Things like the funky doggy smell he got when he played in the hot sun and got his hair all dirty and sweaty, or how he destroyed socks and jeans.  Of building a Hand of Thyme herb bed shaped like a hand.  Making pickles.  Of the birthday I told him he could have all the “juicy eggs” (eggs over medium) he wanted for breakfast until I cut him off at six (I think he was about seven years old).  Of the horrible messes he could make with flour from the time he was first walking right on until his death, and how he could not resist touching flour if opportunity presented it as a possibility.  I don’t know what it was about flour that called to him, but it called to him.

I share the memories, we talk about him when we’re together, his sister and I.  My mother.  My other extended family.  His face is over my desk in the last family portrait we had taken, and my granddaughter knows all three faces in the photo.

I’d have adopted more kids, if we could afford it.  We can’t…we’re just not financially stable enough to qualify, even for older children.  That’s sad, but it is the truth.  Instead, we have three dogs and one granddaughter to spoil.  We spoil friends’ kids when we get the chance too.  Sure, it’s not the same, but that’s all we have now.

I know his generous nature.  He would have been horrified if I had become bitter and unpleasant, or shunned other children.  I try to be the person he thought I was when he was ten, and I still knew everything and could do anything.  Some days, the “do” anything can be a challenge, but I always try to keep learning new stuff.  He wanted to have 150 kids (he really did say that…often).  All I can do is try to give forward the love that he gave every day he was alive.

But damn, I miss him.

Sure, I have heard all the platitudes about how he is in a better place and all that.  Don’t ever say that drivel to a grieving mother.  If you are lucky, she ignores you.  If you aren’t, she may try to send you to that better place too.  To a mom, there is no better place for her child than alive and with her.  No exceptions.

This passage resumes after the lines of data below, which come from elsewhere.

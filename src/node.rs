//! Node identity and neighbour tracking

use core::fmt;
use core::str::FromStr;
use std::collections::BTreeMap;

use byteorder::{ByteOrder, LittleEndian};
use log::{debug, info};

use crate::Ts;

/// 48-bit network address
#[derive(Copy, Clone, PartialEq, Eq, Hash, PartialOrd, Ord, Default)]
pub struct Address(pub u64);

impl Address {
    pub const BROADCAST: Address = Address(0xFFFF_FFFF_FFFF);

    /// Encoded length in bytes
    pub const LEN: usize = 6;

    pub fn is_broadcast(&self) -> bool {
        *self == Self::BROADCAST
    }

    pub fn encode(&self, buff: &mut [u8]) {
        LittleEndian::write_u48(&mut buff[..Self::LEN], self.0 & Self::BROADCAST.0);
    }

    pub fn decode(buff: &[u8]) -> Address {
        Address(LittleEndian::read_u48(&buff[..Self::LEN]))
    }
}

impl fmt::Display for Address {
    fn fmt(&self, f: &mut fmt::Formatter<'_>) -> fmt::Result {
        write!(f, "{:012x}", self.0)
    }
}

impl fmt::Debug for Address {
    fn fmt(&self, f: &mut fmt::Formatter<'_>) -> fmt::Result {
        write!(f, "Address({:012x})", self.0)
    }
}

/// Maximum callsign length in bytes
pub const CALLSIGN_LEN: usize = 16;

/// Printable ASCII station callsign
#[derive(Clone, PartialEq, Eq, Hash)]
pub struct Callsign(heapless::String<CALLSIGN_LEN>);

impl Callsign {
    pub fn new(s: &str) -> Option<Self> {
        if s.is_empty() || !s.bytes().all(|b| b.is_ascii_graphic()) {
            return None;
        }

        let mut c = heapless::String::new();
        c.push_str(s).ok()?;

        Some(Self(c))
    }

    pub fn as_str(&self) -> &str {
        self.0.as_str()
    }

    pub fn as_bytes(&self) -> &[u8] {
        self.0.as_bytes()
    }
}

impl Default for Callsign {
    fn default() -> Self {
        let mut c = heapless::String::new();
        let _ = c.push_str("N0CALL");
        Self(c)
    }
}

impl FromStr for Callsign {
    type Err = &'static str;

    fn from_str(s: &str) -> Result<Self, Self::Err> {
        Callsign::new(s).ok_or("callsign must be 1-16 printable ASCII characters")
    }
}

impl fmt::Display for Callsign {
    fn fmt(&self, f: &mut fmt::Formatter<'_>) -> fmt::Result {
        f.write_str(self.as_str())
    }
}

impl fmt::Debug for Callsign {
    fn fmt(&self, f: &mut fmt::Formatter<'_>) -> fmt::Result {
        write!(f, "Callsign({})", self.as_str())
    }
}

#[derive(Debug, Clone, Copy, PartialEq, Eq)]
pub enum Role {
    Coordinator,
    Member,
    Joining,
}

/// Neighbour record
#[derive(Debug, Clone, PartialEq)]
pub struct Node {
    pub address: Address,
    pub callsign: Option<Callsign>,
    pub role: Role,
    /// Clock offset relative to the local superframe epoch in us
    pub clock_offset: i64,
    pub last_seen: Ts,
}

/// Neighbours heard within the silence timeout
#[derive(Debug, Clone, PartialEq)]
pub struct NodeTable {
    nodes: BTreeMap<Address, Node>,
    timeout: Ts,
}

impl NodeTable {
    pub fn new(timeout: Ts) -> Self {
        Self {
            nodes: BTreeMap::new(),
            timeout,
        }
    }

    /// Record a reception from a neighbour, creating the record on first contact
    pub fn heard(&mut self, address: Address, now: Ts) -> &mut Node {
        let n = self.nodes.entry(address).or_insert_with(|| {
            info!("New neighbour {} at {} us", address, now);
            Node {
                address,
                callsign: None,
                role: Role::Joining,
                clock_offset: 0,
                last_seen: now,
            }
        });
        n.last_seen = now;
        n
    }

    pub fn get(&self, address: &Address) -> Option<&Node> {
        self.nodes.get(address)
    }

    pub fn remove(&mut self, address: &Address) -> Option<Node> {
        self.nodes.remove(address)
    }

    /// Remove neighbours silent for longer than the timeout
    pub fn age(&mut self, now: Ts) -> Vec<Address> {
        let timeout = self.timeout;
        let expired: Vec<_> = self.nodes.values()
            .filter(|n| now.saturating_sub(n.last_seen) > timeout)
            .map(|n| n.address)
            .collect();

        for a in &expired {
            debug!("Neighbour {} aged out at {} us", a, now);
            self.nodes.remove(a);
        }

        expired
    }

    pub fn len(&self) -> usize {
        self.nodes.len()
    }

    pub fn is_empty(&self) -> bool {
        self.nodes.is_empty()
    }

    pub fn iter(&self) -> impl Iterator<Item=&Node> {
        self.nodes.values()
    }
}

#[cfg(test)]
mod test {
    use super::*;

    #[test]
    fn address_encoding() {
        let a = Address(0x0102_0304_0506);
        let mut buff = [0u8; 6];
        a.encode(&mut buff);
        assert_eq!(buff, [0x06, 0x05, 0x04, 0x03, 0x02, 0x01]);
        assert_eq!(Address::decode(&buff), a);

        Address::BROADCAST.encode(&mut buff);
        assert_eq!(buff, [0xff; 6]);
        assert!(Address::decode(&buff).is_broadcast());
    }

    #[test]
    fn callsign_validation() {
        assert_eq!(Callsign::new("VK2XYZ").map(|c| c.to_string()), Some("VK2XYZ".to_string()));
        assert!(Callsign::new("").is_none());
        assert!(Callsign::new("HAS SPACE").is_none());
        assert!(Callsign::new("ABCDEFGHIJKLMNOPQ").is_none());
    }

    #[test]
    fn neighbour_ageing() {
        let mut t = NodeTable::new(1_000);

        t.heard(Address(1), 0);
        t.heard(Address(2), 500).role = Role::Member;
        assert_eq!(t.len(), 2);

        assert_eq!(t.age(1_200), vec![Address(1)]);
        assert_eq!(t.get(&Address(2)).map(|n| n.role), Some(Role::Member));

        t.heard(Address(2), 1_400);
        assert!(t.age(2_000).is_empty());
        assert_eq!(t.age(2_401), vec![Address(2)]);
        assert!(t.is_empty());
    }
}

I still want him back.  Badly.

Yes, I know its impossible, but if I am going to dream, I’m going to dream big.  Sometimes I still relive the day he died in my nightmares and I wake up with the grief as raw as it was that first day I put it on.  Some days, I never cry a tear that shows.  I can laugh.  I love.  I smile.

And sometimes I still rage when I see a parent treating a child unjustly, and I think, if they knew how much that child really means to them, would they still do that to the kid?

Do me a favor.  Hug your kids like it is the last time you can ever do so.  Do it three times a day. Never imagine losing them, but do it and remember to never take tomorrow for granted, because sometimes…it never comes. Ever.

Then all you have left is that last time you hugged them.

 

2 Responses to “14 Years of Grief”

  1. georgetteann July 22, 2014 at 7:25 pm #

    This is beautiful and heart-wrenching. As a mother of four, I cannot imagine such a tragedy. It is very courageous for you to share such a personal story. I am sorry for your loss and admire your strength.

    • giascott July 22, 2014 at 9:08 pm #

      To be honest, I’d rather be a wimp. Just don’t imagine it–it isn’t something any mother wants to experience or should experience.